**Material to process:**
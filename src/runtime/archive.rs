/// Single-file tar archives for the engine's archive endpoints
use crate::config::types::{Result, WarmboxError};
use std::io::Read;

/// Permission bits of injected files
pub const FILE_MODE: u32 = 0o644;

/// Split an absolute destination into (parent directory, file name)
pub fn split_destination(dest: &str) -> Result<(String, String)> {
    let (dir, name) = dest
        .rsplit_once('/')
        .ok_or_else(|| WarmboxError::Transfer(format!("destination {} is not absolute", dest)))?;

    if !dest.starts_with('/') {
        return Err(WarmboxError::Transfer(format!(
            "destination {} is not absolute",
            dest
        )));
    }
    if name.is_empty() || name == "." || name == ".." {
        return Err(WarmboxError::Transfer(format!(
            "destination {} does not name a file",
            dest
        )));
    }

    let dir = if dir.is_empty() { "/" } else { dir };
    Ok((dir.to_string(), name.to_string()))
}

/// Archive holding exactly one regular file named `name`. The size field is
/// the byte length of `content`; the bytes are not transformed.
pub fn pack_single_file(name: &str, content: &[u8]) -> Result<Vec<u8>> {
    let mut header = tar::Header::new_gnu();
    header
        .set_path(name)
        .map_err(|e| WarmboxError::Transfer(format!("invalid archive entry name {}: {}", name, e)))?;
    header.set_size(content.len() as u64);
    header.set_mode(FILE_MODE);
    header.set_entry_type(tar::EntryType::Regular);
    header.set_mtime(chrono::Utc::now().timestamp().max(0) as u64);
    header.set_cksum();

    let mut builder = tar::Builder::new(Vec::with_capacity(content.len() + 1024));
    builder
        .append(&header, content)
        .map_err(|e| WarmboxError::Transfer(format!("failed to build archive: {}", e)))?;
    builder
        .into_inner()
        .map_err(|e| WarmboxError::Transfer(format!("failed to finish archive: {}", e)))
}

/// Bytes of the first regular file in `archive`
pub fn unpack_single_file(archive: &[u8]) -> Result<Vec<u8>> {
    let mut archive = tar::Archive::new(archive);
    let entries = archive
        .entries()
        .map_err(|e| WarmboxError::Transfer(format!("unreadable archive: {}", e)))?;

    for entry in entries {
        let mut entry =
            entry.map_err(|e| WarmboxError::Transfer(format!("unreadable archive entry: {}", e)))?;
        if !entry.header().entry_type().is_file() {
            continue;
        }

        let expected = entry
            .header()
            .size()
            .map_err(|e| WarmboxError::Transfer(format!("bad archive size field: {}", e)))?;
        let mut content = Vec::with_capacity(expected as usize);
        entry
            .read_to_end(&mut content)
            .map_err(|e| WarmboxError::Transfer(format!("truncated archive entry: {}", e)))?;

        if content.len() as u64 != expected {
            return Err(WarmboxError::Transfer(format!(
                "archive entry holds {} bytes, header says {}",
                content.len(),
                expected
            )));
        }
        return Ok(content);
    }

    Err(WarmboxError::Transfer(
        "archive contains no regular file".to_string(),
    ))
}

==

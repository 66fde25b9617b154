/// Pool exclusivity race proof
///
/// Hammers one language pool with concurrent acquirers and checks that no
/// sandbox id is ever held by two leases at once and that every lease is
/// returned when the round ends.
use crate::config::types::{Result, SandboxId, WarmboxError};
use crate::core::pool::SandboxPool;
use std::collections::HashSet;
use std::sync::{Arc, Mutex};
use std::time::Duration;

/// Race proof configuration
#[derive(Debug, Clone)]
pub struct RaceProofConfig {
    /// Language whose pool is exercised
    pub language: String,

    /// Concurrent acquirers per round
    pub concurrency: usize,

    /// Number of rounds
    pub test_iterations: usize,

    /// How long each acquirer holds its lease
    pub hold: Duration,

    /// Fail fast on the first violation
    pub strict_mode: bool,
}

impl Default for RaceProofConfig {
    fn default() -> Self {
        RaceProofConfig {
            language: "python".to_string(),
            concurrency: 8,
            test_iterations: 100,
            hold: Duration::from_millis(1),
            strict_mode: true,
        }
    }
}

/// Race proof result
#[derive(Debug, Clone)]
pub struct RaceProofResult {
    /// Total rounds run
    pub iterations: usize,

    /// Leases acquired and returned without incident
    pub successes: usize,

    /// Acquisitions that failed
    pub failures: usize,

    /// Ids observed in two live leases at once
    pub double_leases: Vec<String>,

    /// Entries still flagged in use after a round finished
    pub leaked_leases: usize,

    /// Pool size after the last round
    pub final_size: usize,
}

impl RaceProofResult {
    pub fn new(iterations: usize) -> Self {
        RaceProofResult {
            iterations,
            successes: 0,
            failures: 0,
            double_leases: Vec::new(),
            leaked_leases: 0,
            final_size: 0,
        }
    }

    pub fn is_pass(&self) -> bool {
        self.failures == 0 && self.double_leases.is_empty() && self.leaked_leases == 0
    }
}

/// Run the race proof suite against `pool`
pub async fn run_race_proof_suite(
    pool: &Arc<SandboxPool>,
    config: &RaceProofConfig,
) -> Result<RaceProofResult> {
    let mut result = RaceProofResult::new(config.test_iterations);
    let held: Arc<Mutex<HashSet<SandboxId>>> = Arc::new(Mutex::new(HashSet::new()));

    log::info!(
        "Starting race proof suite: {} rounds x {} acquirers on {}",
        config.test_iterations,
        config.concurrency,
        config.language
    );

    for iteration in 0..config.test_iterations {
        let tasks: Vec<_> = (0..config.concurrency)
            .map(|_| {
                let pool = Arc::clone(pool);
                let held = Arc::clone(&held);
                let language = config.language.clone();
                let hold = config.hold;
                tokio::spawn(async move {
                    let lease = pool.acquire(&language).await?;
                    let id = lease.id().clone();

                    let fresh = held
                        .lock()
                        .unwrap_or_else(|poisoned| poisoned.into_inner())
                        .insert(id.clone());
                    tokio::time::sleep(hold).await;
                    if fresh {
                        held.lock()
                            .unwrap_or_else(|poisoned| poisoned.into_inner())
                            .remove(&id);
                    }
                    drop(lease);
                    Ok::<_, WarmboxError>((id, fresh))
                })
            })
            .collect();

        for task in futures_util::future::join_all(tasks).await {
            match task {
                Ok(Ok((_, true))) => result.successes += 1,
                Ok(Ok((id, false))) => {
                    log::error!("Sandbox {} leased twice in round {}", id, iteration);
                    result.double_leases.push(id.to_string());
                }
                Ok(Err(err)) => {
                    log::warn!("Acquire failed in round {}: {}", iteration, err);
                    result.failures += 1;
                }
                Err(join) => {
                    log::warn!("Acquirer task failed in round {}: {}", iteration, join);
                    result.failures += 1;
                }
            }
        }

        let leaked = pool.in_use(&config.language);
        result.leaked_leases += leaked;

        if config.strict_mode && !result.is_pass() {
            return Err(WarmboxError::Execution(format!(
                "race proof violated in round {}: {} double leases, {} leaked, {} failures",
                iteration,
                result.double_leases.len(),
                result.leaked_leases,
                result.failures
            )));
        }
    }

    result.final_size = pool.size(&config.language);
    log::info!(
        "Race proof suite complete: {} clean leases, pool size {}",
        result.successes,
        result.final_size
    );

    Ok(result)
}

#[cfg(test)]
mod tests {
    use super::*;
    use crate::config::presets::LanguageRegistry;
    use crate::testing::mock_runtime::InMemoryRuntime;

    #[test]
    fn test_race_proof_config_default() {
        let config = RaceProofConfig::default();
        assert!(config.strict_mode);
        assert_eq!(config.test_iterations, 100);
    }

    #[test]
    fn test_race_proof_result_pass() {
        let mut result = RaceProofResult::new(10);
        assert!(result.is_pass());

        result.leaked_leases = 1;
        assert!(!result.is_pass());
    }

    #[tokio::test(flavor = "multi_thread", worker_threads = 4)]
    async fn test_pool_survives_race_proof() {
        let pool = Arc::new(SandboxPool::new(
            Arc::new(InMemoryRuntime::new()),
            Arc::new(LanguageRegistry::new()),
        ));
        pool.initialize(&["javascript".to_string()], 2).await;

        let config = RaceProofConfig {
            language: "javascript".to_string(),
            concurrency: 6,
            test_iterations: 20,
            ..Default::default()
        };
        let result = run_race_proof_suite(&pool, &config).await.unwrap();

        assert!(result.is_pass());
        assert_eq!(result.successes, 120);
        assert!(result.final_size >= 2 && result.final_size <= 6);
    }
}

---

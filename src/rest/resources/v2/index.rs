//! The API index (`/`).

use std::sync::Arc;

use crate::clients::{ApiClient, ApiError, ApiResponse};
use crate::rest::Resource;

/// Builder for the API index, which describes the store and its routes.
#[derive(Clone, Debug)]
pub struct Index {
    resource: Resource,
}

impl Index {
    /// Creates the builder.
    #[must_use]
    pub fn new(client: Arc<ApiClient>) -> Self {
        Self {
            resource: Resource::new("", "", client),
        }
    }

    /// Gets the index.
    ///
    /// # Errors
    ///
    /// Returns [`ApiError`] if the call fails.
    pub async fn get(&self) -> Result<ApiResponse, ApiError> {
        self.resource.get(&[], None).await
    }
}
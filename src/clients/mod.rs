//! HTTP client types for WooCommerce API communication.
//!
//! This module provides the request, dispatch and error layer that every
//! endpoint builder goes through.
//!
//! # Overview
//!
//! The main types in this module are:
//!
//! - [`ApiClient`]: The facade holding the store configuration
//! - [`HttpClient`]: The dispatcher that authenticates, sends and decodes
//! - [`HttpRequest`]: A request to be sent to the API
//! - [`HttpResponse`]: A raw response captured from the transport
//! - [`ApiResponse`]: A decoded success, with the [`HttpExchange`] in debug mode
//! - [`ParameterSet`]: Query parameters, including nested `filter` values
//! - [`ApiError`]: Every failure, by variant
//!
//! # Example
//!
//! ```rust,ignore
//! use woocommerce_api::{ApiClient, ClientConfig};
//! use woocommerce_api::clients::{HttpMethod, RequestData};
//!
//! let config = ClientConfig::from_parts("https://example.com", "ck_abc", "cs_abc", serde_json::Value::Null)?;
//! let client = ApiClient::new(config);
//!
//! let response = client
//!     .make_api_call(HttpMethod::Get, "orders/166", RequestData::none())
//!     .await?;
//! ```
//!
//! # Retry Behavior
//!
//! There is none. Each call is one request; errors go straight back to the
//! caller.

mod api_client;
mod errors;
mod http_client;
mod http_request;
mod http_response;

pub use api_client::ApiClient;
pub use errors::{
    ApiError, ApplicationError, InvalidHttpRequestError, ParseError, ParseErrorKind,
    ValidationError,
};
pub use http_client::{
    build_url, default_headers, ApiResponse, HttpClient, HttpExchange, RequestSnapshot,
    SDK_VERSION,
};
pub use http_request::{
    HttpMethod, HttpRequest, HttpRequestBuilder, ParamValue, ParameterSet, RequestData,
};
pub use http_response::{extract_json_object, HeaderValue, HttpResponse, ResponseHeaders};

**Work request:**
Retype exactly the span of lines from the one with "pub struct RaceProofResult" through the one with "the last round"; include both ends and omit the rest of the material.

**Solution for this task:**
pub struct RaceProofResult {
    /// Total rounds run
    pub iterations: usize,

    /// Leases acquired and returned without incident
    pub successes: usize,

    /// Acquisitions that failed
    pub failures: usize,

    /// Ids observed in two live leases at once
    pub double_leases: Vec<String>,

    /// Entries still flagged in use after a round finished
    pub leaked_leases: usize,

    /// Pool size after the last round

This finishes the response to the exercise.